Hikmah Cinta Kita

Hikmah Cinta Kita
CH 64


__ADS_3

"Bela, Bukankah sekarang semuanya sudah jelas. Di antara kita juga ada anak. Apa kita bisa kembali bersama?" tanya Ray penuh harap.


"Maaf Ray, Tapi sebaiknya seperti ini saja," jawab Bela.


"Maksud kamu seperti ini itu apa?" tanya Ray tidak mengerti.


"Aku tidak bisa kembali bersama kamu, sekarang ini selain diriku sendiri aku juga harus memikirkan perasaan Raynan. Aku tidak ingin Raynan harus mengalami penolakan dari Mami. Raynan masih kecil, aku tidak ingin melihatnya terluka karena penolakan," ucap Bela.

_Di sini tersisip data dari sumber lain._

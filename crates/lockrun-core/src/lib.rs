//! Core traits and types for running a command under a distributed lock.

pub mod cancel;
pub mod config;
pub mod error;
pub mod event;
pub mod identity;
pub mod prelude;
pub mod traits;

pub use error::{LockError, LockResult};
pub use prelude::*;
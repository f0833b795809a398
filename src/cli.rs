//! Command-line interface.
//!
//! `lockrun <backend> [flags] -- <command> [args...]`

use std::path::PathBuf;
use std::time::Duration;

use clap::{Args, Parser, Subcommand, ValueEnum};
use lockrun::config::{LockConfig, parse_duration};
use lockrun::{Identity, LockResult};

/// Command-line arguments for `lockrun`.
#[derive(Debug, Clone, Parser)]
#[command(
    name = "lockrun",
    version,
    about = "Run a command only while holding a distributed lock.",
    long_about = None,
    arg_required_else_help = true
)]
pub struct CliArgs {
    #[command(subcommand)]
    pub backend: Backend,
}

/// Which locking backend to use.
#[derive(Debug, Clone, Subcommand)]
pub enum Backend {
    /// Leader election over a Kubernetes Lease object.
    #[command(name = "k8s-coordinator", alias = "k8s")]
    K8sCoordinator(K8sArgs),

    /// A key bound to a lease, created by an etcd transaction.
    #[command(name = "kv-transaction", alias = "etcd")]
    KvTransaction(EtcdArgs),

    /// A single object in a bucket (not implemented yet).
    #[command(name = "object-store", alias = "s3")]
    ObjectStore(ObjectStoreArgs),
}

impl Backend {
    pub fn common(&self) -> &CommonArgs {
        match self {
            Backend::K8sCoordinator(args) => &args.common,
            Backend::KvTransaction(args) => &args.common,
            Backend::ObjectStore(args) => &args.common,
        }
    }
}

/// Flags shared by every backend.
#[derive(Debug, Clone, Args)]
pub struct CommonArgs {
    /// Interval between lease renewals (e.g. 500ms, 15s, 1m30s).
    #[arg(long, value_name = "DURATION", value_parser = parse_duration, default_value = "15s")]
    pub lease_interval: Duration,

    /// How long the lease stays valid without renewal.
    ///
    /// Default: twice the lease interval.
    #[arg(long, value_name = "DURATION", value_parser = parse_duration)]
    pub lease_duration: Option<Duration>,

    /// Time between interrupting the command and killing it.
    #[arg(long, value_name = "DURATION", value_parser = parse_duration, default_value = "5s")]
    pub grace_period: Duration,

    /// Identity written into the lock. Default: random 20-byte hex string.
    #[arg(long, value_name = "ID")]
    pub identity: Option<String>,

    /// Logging level (error, warn, info, debug, trace).
    ///
    /// If omitted, `LOCKRUN_LOG` or a default level will be used.
    #[arg(long, value_enum, value_name = "LEVEL")]
    pub log_level: Option<LogLevel>,

    /// Command to run while holding the lock, after `--`.
    #[arg(last = true, required = true, value_name = "COMMAND")]
    pub command: Vec<String>,
}

impl CommonArgs {
    /// Builds the run configuration, resolving the identity.
    pub fn lock_config(&self) -> LockResult<LockConfig> {
        LockConfig::new(Identity::resolve(self.identity.clone()))
            .lease_interval(self.lease_interval)
            .lease_duration(self.lease_duration)
            .grace_period(self.grace_period)
            .validate()
    }
}

#[derive(Debug, Clone, Args)]
pub struct K8sArgs {
    #[command(flatten)]
    pub common: CommonArgs,

    /// Path to the kubeconfig file.
    #[arg(long, value_name = "PATH", default_value = "~/.kube/config")]
    pub kubeconfig: PathBuf,

    /// Use the pod's service account instead of a kubeconfig file.
    #[arg(long)]
    pub in_cluster: bool,

    #[arg(long, default_value = "default")]
    pub namespace: String,

    /// Name of the Lease object.
    #[arg(long, value_name = "NAME", default_value = "lock")]
    pub lease_object: String,
}

#[derive(Debug, Clone, Args)]
pub struct EtcdArgs {
    #[command(flatten)]
    pub common: CommonArgs,

    /// Comma-separated etcd endpoints.
    #[arg(long, value_delimiter = ',', default_value = "127.0.0.1:2379")]
    pub endpoints: Vec<String>,

    /// CA certificate (PEM) used to verify the servers.
    #[arg(long, value_name = "PATH")]
    pub cacert: Option<PathBuf>,

    /// Client certificate (PEM).
    #[arg(long, value_name = "PATH", requires = "key")]
    pub cert: Option<PathBuf>,

    /// Client certificate key (PEM).
    #[arg(long, value_name = "PATH", requires = "cert")]
    pub key: Option<PathBuf>,

    #[arg(long)]
    pub username: Option<String>,

    #[arg(long)]
    pub password: Option<String>,

    /// Key holding the lock.
    #[arg(long, value_name = "KEY", default_value = "lock")]
    pub lease_key: String,
}

#[derive(Debug, Clone, Args)]
pub struct ObjectStoreArgs {
    #[command(flatten)]
    pub common: CommonArgs,

    #[arg(long)]
    pub bucket: String,

    /// Name of the lock object.
    #[arg(long, value_name = "NAME", default_value = "lock")]
    pub object: String,
}

/// Log level as exposed on the CLI.
#[derive(Debug, Copy, Clone, ValueEnum)]
pub enum LogLevel {
    Error,
    Warn,
    Info,
    Debug,
    Trace,
}

/// Parses the process arguments.
///
/// `help` and `-help` are accepted as spellings of `--help`.
pub fn parse() -> CliArgs {
    CliArgs::parse_from(normalize_help(std::env::args_os()))
}

fn normalize_help<I>(args: I) -> Vec<std::ffi::OsString>
where
    I: IntoIterator<Item = std::ffi::OsString>,
{
    let mut args: Vec<_> = args.into_iter().collect();
    if let Some(first) = args.get_mut(1)
        && first.as_os_str() == "-help"
    {
        *first = "--help".into();
    }
    args
}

"Aku yakin, Mami pasti bisa menerima kehadiran Raynan. Raynan cucu Mami dan selama ini Mami sangat menginginkan seorang cucu, Mami pasti akan bahagia jika mengetahui ternyata Mami sudah memiliki cucu, aku mohon Bela, aku ingin menebus kesalahan yang pernah aku lakukan di masa lalu. Aku ingin menebus hari-hari yang sudah aku lewati tanpa Raynan," ujar Ray.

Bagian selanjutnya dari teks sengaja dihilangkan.